My application uses a 'central' page controller that grabs a bunch of files (I hesitate to say libraries) each containing a few related classes, using require_once, before fetching the request. As in:
require_once (dir_lib . 'db.php');
require_once (dir_lib . 'uuid.php');
require_once (dir_lib . 'data.php');
require_once (dir_lib . 'token.php');
require_once (dir_lib . 'logs.php');
require_once (dir_lib . 'time.php');
etc...
I haven't bothered to check memory usage until recently installing the (awesome, but gigantic) 'HTML Purifier' library and glancing at its autoloader. Apparently, autoloader on not, each script instance now weighs in at a whopping (sweet jesus!) 5376 kilobytes memory usage. (I have no idea what the built-in autoloader is for if that's the end result, but I digress) Without the HTML Purifier, most instances still weight in at over a megabyte.
Reading about the PHP autoload functions I'm getting the impression that the autoloader is meant strictly for OOP. With the exception of the purifier library, I'm using very little object-oriented code. Am I just misunderstanding the concept? Is there any other practical way to avoid blindly loading a bunch of classes that may not be needed for each request?
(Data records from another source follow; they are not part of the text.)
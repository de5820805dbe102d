//! Diagnostic output on stderr.
//!
//! Standard output carries nothing but matching tag names, so every message
//! here, including progress, goes to stderr.

use crate::context::{AppContext, VerbosityLevel};
use indicatif::{ProgressBar, ProgressDrawTarget, ProgressStyle};
use owo_colors::OwoColorize;
use serde::{Deserialize, Serialize};
use std::fmt;
use std::io::IsTerminal;
use std::str::FromStr;

/// Trait for output formatting that can be TTY-aware or plain text
pub trait OutputFormatter {
    /// Print a success message
    fn success(&self, message: &str);

    /// Print an error message
    fn error(&self, message: &str);

    /// Print a warning message
    fn warning(&self, message: &str);

    /// Print a diagnostic line tagged with its verbosity level
    fn diagnostic(&self, level: VerbosityLevel, message: &str);

    /// Create a progress bar for determinate progress
    fn progress_bar(&self, len: u64, message: &str) -> ProgressBar;
}

/// TTY-aware formatter with colors and progress indicators
pub struct TtyFormatter;

impl OutputFormatter for TtyFormatter {
    fn success(&self, message: &str) {
        eprintln!("{} {}", "✓".green().bold(), message);
    }

    fn error(&self, message: &str) {
        eprintln!("{} {}", "✗".red().bold(), message);
    }

    fn warning(&self, message: &str) {
        eprintln!("{} {}", "⚠".yellow().bold(), message);
    }

    fn diagnostic(&self, level: VerbosityLevel, message: &str) {
        if level >= VerbosityLevel::Trace {
            eprintln!("{} {}", "debug:".dimmed(), message.dimmed());
        } else {
            eprintln!("{} {}", "·".cyan(), message);
        }
    }

    fn progress_bar(&self, len: u64, message: &str) -> ProgressBar {
        let pb = ProgressBar::with_draw_target(Some(len), ProgressDrawTarget::stderr());
        if let Ok(style) =
            ProgressStyle::default_bar().template("{msg} [{bar:40.cyan/blue}] {pos}/{len} ({eta})")
        {
            pb.set_style(style.progress_chars("█▓▒░ "));
        }
        pb.set_message(message.to_string());
        pb
    }
}

/// Plain text formatter for non-TTY output (piped, scripted)
pub struct PlainFormatter;

impl OutputFormatter for PlainFormatter {
    fn success(&self, message: &str) {
        eprintln!("✓ {}", message);
    }

    fn error(&self, message: &str) {
        eprintln!("✗ {}", message);
    }

    fn warning(&self, message: &str) {
        eprintln!("⚠ {}", message);
    }

    fn diagnostic(&self, level: VerbosityLevel, message: &str) {
        if level >= VerbosityLevel::Trace {
            eprintln!("debug: {}", message);
        } else {
            eprintln!("{}", message);
        }
    }

    fn progress_bar(&self, _len: u64, _message: &str) -> ProgressBar {
        ProgressBar::hidden()
    }
}

/// Color output control
#[derive(Debug, Clone, Copy, PartialEq, Eq, Default, Serialize, Deserialize, clap::ValueEnum)]
#[serde(rename_all = "lowercase")]
pub enum ColorChoice {
    /// Color when stderr is a terminal
    #[default]
    Auto,
    /// Always color
    Always,
    /// Never color
    Never,
}

impl FromStr for ColorChoice {
    type Err = String;

    fn from_str(s: &str) -> Result<Self, Self::Err> {
        match s.trim().to_lowercase().as_str() {
            "auto" => Ok(ColorChoice::Auto),
            "always" => Ok(ColorChoice::Always),
            "never" => Ok(ColorChoice::Never),
            other => Err(format!(
                "invalid color choice '{}', expected auto, always or never",
                other
            )),
        }
    }
}

impl fmt::Display for ColorChoice {
    fn fmt(&self, f: &mut fmt::Formatter<'_>) -> fmt::Result {
        let s = match self {
            ColorChoice::Auto => "auto",
            ColorChoice::Always => "always",
            ColorChoice::Never => "never",
        };
        f.write_str(s)
    }
}

/// Decide whether colored output should be used for a color choice
pub fn should_color(choice: ColorChoice) -> bool {
    match choice {
        ColorChoice::Always => true,
        ColorChoice::Never => false,
        ColorChoice::Auto => std::io::stderr().is_terminal(),
    }
}

/// Create the appropriate formatter for a color choice
pub fn create_formatter(choice: ColorChoice) -> Box<dyn OutputFormatter> {
    if should_color(choice) {
        Box::new(TtyFormatter)
    } else {
        Box::new(PlainFormatter)
    }
}

/// Returns true if messages at `level` are shown in this run
pub fn enabled(ctx: &AppContext, level: VerbosityLevel) -> bool {
    ctx.verbosity >= level
}

/// Print a diagnostic message if the run's verbosity allows it
pub fn print(ctx: &AppContext, level: VerbosityLevel, message: &str) {
    if enabled(ctx, level) {
        create_formatter(ctx.color).diagnostic(level, message);
    }
}

/// Print a success message (shown from `-v` on)
pub fn success(ctx: &AppContext, message: &str) {
    if enabled(ctx, VerbosityLevel::Verbose) {
        create_formatter(ctx.color).success(message);
    }
}

/// Print a warning message (shown from `-v` on)
pub fn warning(ctx: &AppContext, message: &str) {
    if enabled(ctx, VerbosityLevel::Verbose) {
        create_formatter(ctx.color).warning(message);
    }
}

/// Print an error, with its chain of causes at trace verbosity
pub fn error(ctx: &AppContext, err: &dyn std::error::Error) {
    let message = if enabled(ctx, VerbosityLevel::Trace) {
        error_chain(err)
    } else {
        err.to_string()
    };
    create_formatter(ctx.color).error(&message);
}

/// Join an error and its sources into one line
pub fn error_chain(err: &dyn std::error::Error) -> String {
    let mut message = err.to_string();
    let mut source = err.source();
    while let Some(cause) = source {
        message.push_str(": ");
        message.push_str(&cause.to_string());
        source = cause.source();
    }
    message
}

/// Create the scan progress bar
///
/// The bar is only drawn at normal verbosity on a terminal; verbose runs
/// print per-step lines instead, which a live bar would garble.
pub fn progress_bar(ctx: &AppContext, len: u64, message: &str) -> ProgressBar {
    if ctx.verbosity == VerbosityLevel::Normal && std::io::stderr().is_terminal() {
        create_formatter(ctx.color).progress_bar(len, message)
    } else {
        ProgressBar::hidden()
    }
}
Am I just being lazy for trying to include them all up-front?
EDIT -
Repeating this comment up up here to clarify what I meant by non-oo, if that makes much difference:
I am basically using classes in lieu of namespaces without using (hardly) any actual OOP. That is to say, the "DBFunctions" class may contain, for example, the functions "execute" and "getRow". The functions are invoked with a static method call such as "dbFunctions::execute($sql)."